Stored dataset items:
Segment Open

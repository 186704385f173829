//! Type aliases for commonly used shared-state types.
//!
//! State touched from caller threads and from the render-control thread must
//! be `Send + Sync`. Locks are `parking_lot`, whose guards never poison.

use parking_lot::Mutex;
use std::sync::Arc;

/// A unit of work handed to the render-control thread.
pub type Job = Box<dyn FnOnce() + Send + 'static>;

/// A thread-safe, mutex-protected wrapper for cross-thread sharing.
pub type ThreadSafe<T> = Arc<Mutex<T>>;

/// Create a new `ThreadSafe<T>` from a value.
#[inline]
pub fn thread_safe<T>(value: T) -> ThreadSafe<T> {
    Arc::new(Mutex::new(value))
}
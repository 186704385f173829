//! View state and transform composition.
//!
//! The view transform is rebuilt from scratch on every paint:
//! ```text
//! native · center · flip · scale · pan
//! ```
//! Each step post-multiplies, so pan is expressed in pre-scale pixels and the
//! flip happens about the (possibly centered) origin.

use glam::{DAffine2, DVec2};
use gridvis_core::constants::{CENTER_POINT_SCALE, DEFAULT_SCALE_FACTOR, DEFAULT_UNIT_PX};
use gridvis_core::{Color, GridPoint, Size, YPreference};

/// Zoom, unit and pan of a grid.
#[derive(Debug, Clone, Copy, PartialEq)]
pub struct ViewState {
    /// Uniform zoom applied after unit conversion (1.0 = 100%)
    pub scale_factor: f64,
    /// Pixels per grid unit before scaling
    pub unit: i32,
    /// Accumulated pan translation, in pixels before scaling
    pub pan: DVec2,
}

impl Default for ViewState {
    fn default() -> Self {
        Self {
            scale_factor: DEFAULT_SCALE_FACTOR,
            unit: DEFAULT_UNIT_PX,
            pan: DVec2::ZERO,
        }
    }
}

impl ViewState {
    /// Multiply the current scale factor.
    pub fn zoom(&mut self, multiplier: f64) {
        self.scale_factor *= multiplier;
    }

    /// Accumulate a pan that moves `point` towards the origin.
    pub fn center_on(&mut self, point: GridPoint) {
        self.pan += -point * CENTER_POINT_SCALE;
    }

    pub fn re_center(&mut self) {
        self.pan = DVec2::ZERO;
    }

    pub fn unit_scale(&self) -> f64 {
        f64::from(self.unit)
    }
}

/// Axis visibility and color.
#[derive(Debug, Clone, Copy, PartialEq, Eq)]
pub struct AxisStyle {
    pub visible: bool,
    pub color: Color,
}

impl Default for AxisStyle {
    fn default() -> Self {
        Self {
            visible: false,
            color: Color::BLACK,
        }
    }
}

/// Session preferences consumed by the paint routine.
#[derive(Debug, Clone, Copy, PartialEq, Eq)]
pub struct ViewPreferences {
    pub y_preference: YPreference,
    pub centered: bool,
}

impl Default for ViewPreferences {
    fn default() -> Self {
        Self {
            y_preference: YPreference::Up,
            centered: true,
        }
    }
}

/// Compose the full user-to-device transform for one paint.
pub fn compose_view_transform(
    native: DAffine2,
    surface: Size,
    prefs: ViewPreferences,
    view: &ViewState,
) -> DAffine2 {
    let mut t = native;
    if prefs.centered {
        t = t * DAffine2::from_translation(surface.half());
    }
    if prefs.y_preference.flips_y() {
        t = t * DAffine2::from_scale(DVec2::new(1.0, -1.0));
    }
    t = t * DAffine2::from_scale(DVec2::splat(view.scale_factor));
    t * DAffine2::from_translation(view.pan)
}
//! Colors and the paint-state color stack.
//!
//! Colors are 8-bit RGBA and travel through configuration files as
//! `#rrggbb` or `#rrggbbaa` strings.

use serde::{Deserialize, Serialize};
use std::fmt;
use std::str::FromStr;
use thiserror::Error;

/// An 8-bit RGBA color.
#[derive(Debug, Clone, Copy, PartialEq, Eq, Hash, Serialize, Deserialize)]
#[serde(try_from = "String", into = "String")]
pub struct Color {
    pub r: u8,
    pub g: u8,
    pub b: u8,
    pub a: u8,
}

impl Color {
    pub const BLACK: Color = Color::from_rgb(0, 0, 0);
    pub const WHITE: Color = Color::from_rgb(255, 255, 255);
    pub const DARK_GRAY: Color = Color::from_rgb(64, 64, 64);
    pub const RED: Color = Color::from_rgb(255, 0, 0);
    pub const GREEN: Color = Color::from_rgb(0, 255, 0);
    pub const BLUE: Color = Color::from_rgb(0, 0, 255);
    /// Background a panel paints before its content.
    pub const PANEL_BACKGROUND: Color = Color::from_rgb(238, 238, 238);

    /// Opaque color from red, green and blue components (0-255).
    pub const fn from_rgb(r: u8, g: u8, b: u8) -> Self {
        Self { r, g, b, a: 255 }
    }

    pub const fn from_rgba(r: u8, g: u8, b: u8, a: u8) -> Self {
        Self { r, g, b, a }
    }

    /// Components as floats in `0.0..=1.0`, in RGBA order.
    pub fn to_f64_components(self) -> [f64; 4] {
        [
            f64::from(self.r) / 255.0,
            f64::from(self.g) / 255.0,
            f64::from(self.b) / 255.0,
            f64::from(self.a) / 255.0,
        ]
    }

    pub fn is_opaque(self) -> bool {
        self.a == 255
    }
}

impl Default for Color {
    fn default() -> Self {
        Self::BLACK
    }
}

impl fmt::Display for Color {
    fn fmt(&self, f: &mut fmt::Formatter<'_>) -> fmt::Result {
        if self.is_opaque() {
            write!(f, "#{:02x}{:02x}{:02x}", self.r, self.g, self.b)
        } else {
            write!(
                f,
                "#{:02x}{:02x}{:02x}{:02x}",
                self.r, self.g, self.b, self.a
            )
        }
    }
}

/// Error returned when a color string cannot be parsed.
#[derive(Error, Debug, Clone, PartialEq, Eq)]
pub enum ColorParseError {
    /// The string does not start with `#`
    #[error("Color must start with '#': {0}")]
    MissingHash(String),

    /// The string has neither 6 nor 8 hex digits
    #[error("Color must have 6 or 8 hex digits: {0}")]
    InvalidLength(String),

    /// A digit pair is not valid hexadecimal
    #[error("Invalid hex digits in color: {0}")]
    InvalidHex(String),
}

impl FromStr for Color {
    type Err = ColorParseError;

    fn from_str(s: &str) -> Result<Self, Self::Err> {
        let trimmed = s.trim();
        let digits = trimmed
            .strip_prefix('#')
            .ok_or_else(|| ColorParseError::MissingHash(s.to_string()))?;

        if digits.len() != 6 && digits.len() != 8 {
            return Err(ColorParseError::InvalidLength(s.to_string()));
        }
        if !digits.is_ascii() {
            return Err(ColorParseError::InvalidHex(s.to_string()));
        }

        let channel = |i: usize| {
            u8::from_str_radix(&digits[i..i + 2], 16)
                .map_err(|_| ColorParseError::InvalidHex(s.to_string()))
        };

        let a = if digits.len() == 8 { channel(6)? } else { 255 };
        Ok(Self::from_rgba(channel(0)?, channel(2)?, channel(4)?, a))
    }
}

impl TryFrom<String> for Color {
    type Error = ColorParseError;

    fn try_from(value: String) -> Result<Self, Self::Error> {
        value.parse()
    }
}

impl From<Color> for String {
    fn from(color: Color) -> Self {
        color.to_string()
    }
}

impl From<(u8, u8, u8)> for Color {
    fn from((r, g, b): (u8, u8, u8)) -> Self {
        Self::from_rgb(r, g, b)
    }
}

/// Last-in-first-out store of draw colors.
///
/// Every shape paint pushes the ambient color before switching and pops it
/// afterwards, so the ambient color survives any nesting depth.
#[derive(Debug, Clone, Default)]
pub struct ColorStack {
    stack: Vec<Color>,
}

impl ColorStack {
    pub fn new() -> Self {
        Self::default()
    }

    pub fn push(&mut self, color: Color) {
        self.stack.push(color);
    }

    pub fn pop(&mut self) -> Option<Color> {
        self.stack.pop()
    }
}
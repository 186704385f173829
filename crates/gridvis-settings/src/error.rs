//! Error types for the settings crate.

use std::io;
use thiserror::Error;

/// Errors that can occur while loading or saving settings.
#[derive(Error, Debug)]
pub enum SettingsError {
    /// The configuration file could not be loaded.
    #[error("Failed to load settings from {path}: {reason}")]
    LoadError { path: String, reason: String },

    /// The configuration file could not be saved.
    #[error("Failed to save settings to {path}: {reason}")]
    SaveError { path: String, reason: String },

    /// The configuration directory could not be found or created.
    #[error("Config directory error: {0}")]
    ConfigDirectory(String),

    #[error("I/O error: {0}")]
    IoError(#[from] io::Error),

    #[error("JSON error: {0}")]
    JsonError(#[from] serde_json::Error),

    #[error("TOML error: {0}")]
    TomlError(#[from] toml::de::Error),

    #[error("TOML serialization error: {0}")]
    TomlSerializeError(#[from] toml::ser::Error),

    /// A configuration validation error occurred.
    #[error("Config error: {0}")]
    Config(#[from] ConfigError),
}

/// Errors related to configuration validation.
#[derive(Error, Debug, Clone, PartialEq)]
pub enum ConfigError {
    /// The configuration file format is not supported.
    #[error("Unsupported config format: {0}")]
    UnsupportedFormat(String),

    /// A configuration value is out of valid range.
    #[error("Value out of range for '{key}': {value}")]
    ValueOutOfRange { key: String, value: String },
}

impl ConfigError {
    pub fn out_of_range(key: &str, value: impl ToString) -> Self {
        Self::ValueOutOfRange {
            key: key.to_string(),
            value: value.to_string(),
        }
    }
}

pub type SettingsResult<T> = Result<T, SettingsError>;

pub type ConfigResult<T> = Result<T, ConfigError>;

Segment Closed

#### Work instructions
Could you retype exactly the lines above, starting at the line that contains "color.to_string()" and ending at the line that contains "pub struct ColorStack", and nothing more?

#### Exercise response
        color.to_string()
    }
}

impl From<(u8, u8, u8)> for Color {
    fn from((r, g, b): (u8, u8, u8)) -> Self {
        Self::from_rgb(r, g, b)
    }
}

/// Last-in-first-out store of draw colors.
///
/// Every shape paint pushes the ambient color before switching and pops it
/// afterwards, so the ambient color survives any nesting depth.
#[derive(Debug, Clone, Default)]
pub struct ColorStack {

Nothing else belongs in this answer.